We’ve seen years of office occupancy speculation since the pandemic, but the picture is finally becoming clearer. Employers are increasingly asking staff to return to the workplace and, in Manchester, we’re starting to see the impact.
A recent JLL survey found that 75% of Manchester-based firms now require employees to spend three or more days a week in the office. That’s a clear sign of confidence in the office market. But it’s also putting significant pressure on the city’s limited stock of commercial property, especially those much sought-after Grade A spaces.
Over the past three years, demand for Grade A office space has skyrocketed. In fact, more than half of all post-pandemic lettings in Manchester have been in this top-tier category. Businesses increasingly understand that premium office environments are critical for attracting and retaining top talent.
You only have to look at recent deals to determine a clear trend. From Bank of New York Mellon committing to 200,000 sq ft at 4 Angel Square through to ARM taking 70,000 sq ft at No.1 St Michael’s, it’s noticeable that companies are prioritising the best spaces to meet their employees’ needs and expectations.
Despite this, no new Grade A developments have broken ground in nearly two years. So, while demand continues to rise, supply is dwindling fast. By 2024, Manchester is set to experience its highest levels of office take-up in five years. Yet, without action, the city is on course towards a supply crunch. At the current rate of Grade A uptake, Manchester could face a serious shortage of premium office space in the next 18 months.
This tightening market will make it even tougher, and pricier, for occupiers to secure premium office space. Therefore developers, landlords, and funds who can bring new projects to market quickly will find themselves in a rare and lucrative position, benefiting from limited competition and sustained demand.

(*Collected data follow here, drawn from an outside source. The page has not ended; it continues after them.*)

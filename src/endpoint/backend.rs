//! Posting endpoint trait and shared result types.

use crate::fetch::FetchedImage;
use serde_json::Value;
use thiserror::Error;

/// The request may not have been processed. Worth retrying.
#[derive(Error, Debug, Clone, PartialEq)]
pub enum TransportError {
    #[error("network error: {0}")]
    Network(String),
    #[error("server error: HTTP {status}")]
    Server { status: u16 },
    #[error("rate limited by endpoint")]
    RateLimited,
}

/// A processed request: either accepted with a payload, or refused with a
/// non-empty list of errors.
#[derive(Debug, Clone, PartialEq)]
pub struct EndpointResponse {
    pub payload: Value,
    pub errors: Vec<String>,
}

impl EndpointResponse {
    pub fn accepted(payload: Value) -> Self {
        Self {
            payload,
            errors: Vec::new(),
        }
    }

    pub fn rejected(errors: Vec<String>) -> Self {
        Self {
            payload: Value::Null,
            errors,
        }
    }

    pub fn is_accepted(&self) -> bool {
        self.errors.is_empty()
    }
}

/// Something that can publish an image with a caption and alt text.
///
/// One call is one logical post; implementations may make several HTTP
/// requests underneath.
pub trait PostingEndpoint {
    fn submit(
        &self,
        image: &FetchedImage,
        text: &str,
        alt_text: &str,
    ) -> Result<EndpointResponse, TransportError>;
}

#[cfg(test)]
pub mod tests {
    use super::*;
    use crate::test_helpers::JPEG_MAGIC;
    use std::collections::VecDeque;
    use std::sync::Mutex;

    /// Endpoint that replays scripted replies and records every submission.
    #[derive(Default)]
    pub struct MockEndpoint {
        pub replies: Mutex<VecDeque<Result<EndpointResponse, TransportError>>>,
        pub submissions: Mutex<Vec<RecordedSubmit>>,
    }

    #[derive(Debug, Clone, PartialEq)]
    pub struct RecordedSubmit {
        pub bytes: usize,
        pub text: String,
        pub alt_text: String,
    }

    impl MockEndpoint {
        pub fn with_replies(replies: Vec<Result<EndpointResponse, TransportError>>) -> Self {
            Self {
                replies: Mutex::new(replies.into()),
                submissions: Mutex::new(Vec::new()),
            }
        }

        /// `failures` network errors, then acceptance.
        pub fn failing_then_ok(failures: usize) -> Self {
            let mut replies: Vec<_> = (0..failures)
                .map(|i| Err(TransportError::Network(format!("connection reset #{}", i + 1))))
                .collect();
            replies.push(Ok(EndpointResponse::accepted(
                serde_json::json!({"uri": "at://did:plc:test/app.bsky.feed.post/1"}),
            )));
            Self::with_replies(replies)
        }

        pub fn get_submissions(&self) -> Vec<RecordedSubmit> {
            self.submissions.lock().unwrap().clone()
        }

        pub fn calls(&self) -> usize {
            self.submissions.lock().unwrap().len()
        }
    }

    impl PostingEndpoint for MockEndpoint {
        fn submit(
            &self,
            image: &FetchedImage,
            text: &str,
            alt_text: &str,
        ) -> Result<EndpointResponse, TransportError> {
            self.submissions.lock().unwrap().push(RecordedSubmit {
                bytes: image.bytes.len(),
                text: text.to_string(),
                alt_text: alt_text.to_string(),
            });
            self.replies
                .lock()
                .unwrap()
                .pop_front()
                .unwrap_or_else(|| Err(TransportError::Network("no scripted reply".into())))
        }
    }

    pub fn test_image() -> FetchedImage {
        FetchedImage::from_bytes(JPEG_MAGIC.to_vec()).unwrap()
    }

    #[test]
    fn mock_replays_in_order_and_records() {
        let endpoint = MockEndpoint::failing_then_ok(1);
        let image = test_image();

        assert!(endpoint.submit(&image, "caption", "alt").is_err());
        let reply = endpoint.submit(&image, "caption", "alt").unwrap();
        assert!(reply.is_accepted());

        let submissions = endpoint.get_submissions();
        assert_eq!(submissions.len(), 2);
        assert_eq!(submissions[0].text, "caption");
        assert_eq!(submissions[0].bytes, JPEG_MAGIC.len());
    }

    #[test]
    fn rejected_response_is_not_accepted() {
        let response = EndpointResponse::rejected(vec!["InvalidRequest: too long".into()]);
        assert!(!response.is_accepted());
        assert_eq!(response.payload, Value::Null);
    }
}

But what happens if this call for new supply isn’t answered? For Manchester, the implications could extend far beyond the property sector. The city has built a reputation as a hub for inward investment and innovation, consistently drawing major occupiers like Vanguard, Starling Bank, Cloud Imperium and Uber. These firms, and the talent they attract, are vital to the region’s economic growth.
If Manchester can’t provide these companies with the space they need to grow, there’s a real risk they’ll look elsewhere. That’s a scenario we can’t afford to see play out.
Manchester is a city built on resilience and reinvention, and now is the time for developers, investors, and local authorities to act. Those who can take the lead in delivering new Grade A office schemes will help secure Manchester’s position as a leader in the UK’s regional office market catalyse the city’s growth.
Manchester’s future prosperity may depend on how we respond to the looming supply-demand imbalance in its commercial property market.